• Coaches Across Continents in Ghana


    Emily from Coaches Across Continents, making the young people smile.

    April 2, 2012:  Working with our implementing partner, Youth Icons, Ghana, Coaches Across Continents added a new program before the national launch of Kicking4Change with Standard Chartered Bank.  The new program is Dream Big Ghana, a group that works in Dzita (pronounced “Jeetah”) in the Volta Region.  This is a collection of beach villages that rely on fishing and farming, and it appears that generations have done exactly as their parents have done.  Dream Big Ghana is a locally-owned and run NGO already support other projects such as turtle conservation and building composting toilets.  Now, they are starting a sport for social development program in the area.

    Head coaches Tigo and Boutros have big hearts, grand ideas, and the personalities to pull off great things.  Already entrenched in the local communities these two are greeted and respected by people of all ages.  It feels like you are walking with the mayor of Dzita when you stroll through the alleyways with Tigo hearing his name shouted around every corner.  The name of their soccer field is “the Sahara,” a wide, windy expanse of packed sand behind the village.  It is here that the youth teams, senior team, and girls team play almost daily.  We worked with the older players, treating them as coaches so that they can pass along the messages to the rest of the community.  And in the mornings we would visit schools to work directly with the children.

    The sport for social development program is in its infancy in Dzita.  Future plans include creating a program between the local six villages, using practices to teach the younger players important life lessons.  Plans also include working in the local schools, using the soccer teams for community service, and creating a sustainable league for the younger teams coached by the older players.

    Coaches Across Continents is launching the new Financial Literacy program with Standard Chartered Bank in Ghana called Kicking4Change.

    Plans are big here in Dzita, and in just two short weeks you can see the community embracing the lessons being taught including health & wellness (including HIV), financial literacy, and female empowerment.

    Coaches Across Contintents looks forward to continuing our work with Dream Big Ghana throughout 2012.  With Coach Emily living nearby in Accra, CAC is able to plan for future visits and to continue the progress made towards Tigo and Boutros’ grand vision.

  • Partnering with Youth Icons and Standard Chartered Bank in Ghana

    October 18th, 2011 from Jaren in Ghana:

    Friday September 30th the Coaches Across Continents Team Ghana assembled.
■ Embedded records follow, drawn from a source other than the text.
use std::sync::Arc;

use anyhow::Context;
use axum::{extract::State, routing::get, Json, Router};
use metrics::{describe_counter, describe_gauge, describe_histogram};
use metrics_exporter_prometheus::{PrometheusBuilder, PrometheusHandle, PrometheusRecorder};
use once_cell::sync::OnceCell;
use tower_http::cors::CorsLayer;

use crate::health::HealthTracker;

/// One-time metrics registration (so series show up on /metrics).
pub fn ensure_metrics_described() {
    static ONCE: OnceCell<()> = OnceCell::new();
    ONCE.get_or_init(|| {
        describe_counter!("fetch_total", "Source fetch attempts.");
        describe_counter!("fetch_errors_total", "Source fetches that failed (network, status, parse, timeout, panic).");
        describe_histogram!("fetch_duration_ms", "Source fetch time in milliseconds.");
        describe_histogram!("feed_parse_ms", "Feed document parse time in milliseconds.");
        describe_counter!("items_new_total", "Items that passed the dedup store.");
        describe_counter!("items_duplicate_total", "Items skipped as already seen.");
        describe_counter!("classify_skipped_total", "Items left unclassified after a service error or timeout.");
        describe_counter!("moderation_dropped_total", "Items dropped for High moderation severity.");
        describe_counter!("moderation_warned_total", "Items delivered with a content warning.");
        describe_counter!("deliveries_total", "Messages accepted by the messaging platform.");
        describe_counter!("delivery_errors_total", "Messages rejected after retries.");
        describe_gauge!("cycle_last_run_ts", "Unix ts when the last cycle finished.");
        describe_histogram!("cycle_duration_ms", "Whole cycle time in milliseconds.");
    });
}

pub struct Metrics {
    pub handle: PrometheusHandle,
}

impl Metrics {
    /// Install the Prometheus recorder as the global recorder.
    pub fn init() -> anyhow::Result<Self> {
        let handle = PrometheusBuilder::new()
            .install_recorder()
            .context("prometheus: install recorder")?;
        ensure_metrics_described();
        Ok(Self { handle })
    }

    /// Recorder that is not installed globally; for tests and embedding.
    pub fn detached() -> (Self, PrometheusRecorder) {
        let recorder = PrometheusBuilder::new().build_recorder();
        let handle = recorder.handle();
        (Self { handle }, recorder)
    }

    /// `/metrics` (Prometheus text), `/health` and `/health/sources`.
    pub fn router(&self, health: Arc<HealthTracker>) -> Router {
        let handle = self.handle.clone();
        Router::new()
            .route(
                "/metrics",
                get(move || {
                    let h = handle.clone();
                    async move { h.render() }
                }),
            )
            .route("/health", get(|| async { "ok" }))
            .route("/health/sources", get(source_health))
            .layer(CorsLayer::very_permissive())
            .with_state(health)
    }
}

async fn source_health(
    State(health): State<Arc<HealthTracker>>,
) -> Json<std::collections::BTreeMap<String, crate::health::SourceStats>> {
    Json(health.snapshot())
}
The first time volunteers (Marisa Brown, Emily Lambert, and Jaren LaGreca) joined forces with CAC founder and Global Strategist, Nick Gates. For this particular trip the CAC team has the pleasure of working with the Ghana Youth Icons organization led by Nana Yaw Osei-Darkwa. The Ghana Youth Icons aim to empower young adolescents and give them a voice in their communities to create positive change. Naturally this idea of ‘empowering adolescents to create positive change’ fits well within the mission of CAC, so when we all met together for the first time there was an immediate understanding and enthusiasm for what we hoped to accomplish.

    We all spent the first night together in Accra to catch our bearings before embarking on an 11 hour bus trip to the northern province of Ghana and the township of Tamale.  At 6am the next morning we were off, and I found myself in awe as we winded our way up the lush green hills of Ghana, Accra slowly sinking away in the distance. My initial awe was soon replaced with anxiety as we navigated tight roads and saw mangled cars that were last night’s casualties of the jungle.  I think I counted 8 accidents in the span of about 10 miles. The excitement continued and soon after we were introduced to one of Ghana’s most abundant animals, the goat, as we ran one over with the van.  While the trip was long – it was far from boring and that night we settled into our hotel in Tamale.

    Our first day in Tamale was pretty indescribable, but I will do my best to recall the details. As I remember it, we all awoke and climbed into the van at about 8am to take a little tour of the city and restock on supplies. However, soon after we left we all realized we weren’t just going out to explore, rather we were going to see the chief of Tamale at his palace. As we pulled up to a large circular hut we found ourselves in the middle of a brawl between two conflicting parties that had traveled to the chief to try and settle their dispute. We watched from the security of our van as fists flew, kicks and blows exchanged, and people angrily chased each other around the compound (non-violent conflict resolution is an issue we are addressing in our training). I remember thinking “what have I got myself into?” Eventually, we were escorted into the large circular hut where the chief resides. As we entered the hut we were kindly greeted by the chief and his council of elders. A conversation then ensued between the chief’s speaker and us; through his speaker, the chief expressed his gratitude and excitement for our presence in Tamale and the education we hoped to impart with its people. The whole exchange was rather traditionalized and in effect we were gaining endorsement from the chief.

    The next big event came the following day with the kick-off of the program.  A large press conference was put together at a local soccer stadium where teachers, the media, school board officials, the chief and his elders, and representatives from our sponsors all convened to explain what we hope to achieve in the coming weeks.  The event was a huge success, over a hundred people were in attendance and various media outlets began running stories about our program. Later in the afternoon we then held our first coaching session. The aim of our program is to use soccer to educate physical education teachers about life skills and financial literacy so that they can then pass the knowledge on to their students in a way that is both fun and sustainable. Roughly 100 teachers were in attendance, each of which teaches about 100 students.  In effect, our program will reach 10,000 students within the coming weeks, absolutely incredible. This first session was a simple introductory session but it was full of energy. I remember being impressed by the teachers’ desire to learn; you can just tell that many of them are striving to be the next leaders within their communities. If you talk to them they will tell you that they want to give their kids an education and opportunities that they never had, and do what they can to improve the lives of people in their communities.  As educators ourselves, this is exactly the kind of attitudes we were hoping to see and so CAC and the Ghana Youth Icons are confident that after two weeks of training positive change will be inevitable.